After updating the Secure Sockets Layer (SSL) certificate for a custom domain, the OAG IdP validation fails with the following error:
ACCESS_GATEWAY WEB_CONSOLE handling service exception: com.icsynergy.spgateway.service.OktaServiceException Error: com.icsynergy.spgateway.domain.SPGWError(type:SPGW_NETWORK_CONNECTION, status:0, code:SPGW_NETWORK_CONNECTION, message:Network IOException Occurred:PKIX path building failed: sun.security.provider.certpath.SunCertPathBuilderException: unable to find valid certification path to requested target, developerMessage:Network IOException Occurred:class javax.net.ssl.SSLHandshakeException, errors:[:], context:null
- Okta Access Gateway (OAG)
- Secure Sockets Layer (SSL)
- Okta Classic Engine
- Okta Identity Engine (OIE)
The following are the potential reasons that can result in this issue:
- The chain is not properly uploaded in Okta for the custom domain.
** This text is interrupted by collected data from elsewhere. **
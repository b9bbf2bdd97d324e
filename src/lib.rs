//! Mass-spring cloth with projective constraint relaxation and sphere contact.
//!
//! `drapery` steps a rectangular sheet of particles hanging from its top
//! row. Each step combines explicit spring-damper forces, Gauss-Seidel
//! projection of distance constraints and a Signorini-Coulomb contact law
//! against a moving sphere.
//!
//! # Features
//!
//! - **Grid cloth**: structural, shear and bending constraints over a `(nx+1) x (ny+1)` grid
//! - **Fixed step**: one call advances exactly `dt` (1/120 s by default)
//! - **Frictional contact**: separating, sticking and slipping regimes
//! - **Flat readback**: positions as a row-major `[x, y, z, ...]` buffer
//! - **Observable**: Monitor solver stages via the `StepObserver` trait
//! - **`no_std` compatible**: Works in embedded and WASM environments
//!
//! # Example
//! ```
//! use drapery::{ClothSimulation, SphereCollider, Vec3};
//!
//! let mut cloth = ClothSimulation::new(20, 20, 1.0f32);
//! let sphere = SphereCollider::new(Vec3::new(0.0, 0.0, 0.0), 0.1);
//! for _ in 0..10 {
//!     cloth.step(Some(sphere));
//! }
//! assert_eq!(cloth.positions_flat().len(), 3 * 21 * 21);
//! ```

#![no_std]

extern crate alloc;

pub mod float;
pub mod vec;
pub mod particle;
pub mod constraint;
pub mod topology;
pub mod forces;
pub mod integrator;
pub mod contact;
pub mod cloth;
pub mod observer;
pub mod config;
pub mod error;

// Re-export primary API
pub use float::Float;
pub use vec::{Vec, Vec3};
pub use particle::Particle;
pub use constraint::{ConstraintKind, DistanceConstraint};
pub use topology::{GridTopology, Stiffness};
pub use contact::{ContactLaw, ContactRegime, SphereCollider};
pub use cloth::ClothSimulation;
pub use config::ClothConfig;
pub use observer::{NoOpStepObserver, StepObserver, StepStats};
#[cfg(feature = "log")]
pub use observer::LogObserver;
pub use error::PhysicsError;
- OAG does not have the root CA in the Java trust store.
- SSL inspection at WAF is manipulating the certificate.
To resolve this issue, please follow the steps below:
- Ensure the complete certificate chain is loaded into Okta. To validate the certificate chain, use Curl or a third-party site.
- Ensure there is no SSL inspection or any operation between OAG Admin and Okta org that can update the payload.
- The OAG Java trust store is updated when the OAG Java packages are updated. Upgrade to the latest version of OAG, as the trust store will be updated, and the validation will go through.
NOTE: An upgrade will not resolve the issue if the issue is with the certificate chain or WAF. Please make sure to rule these two out before performing an upgrade.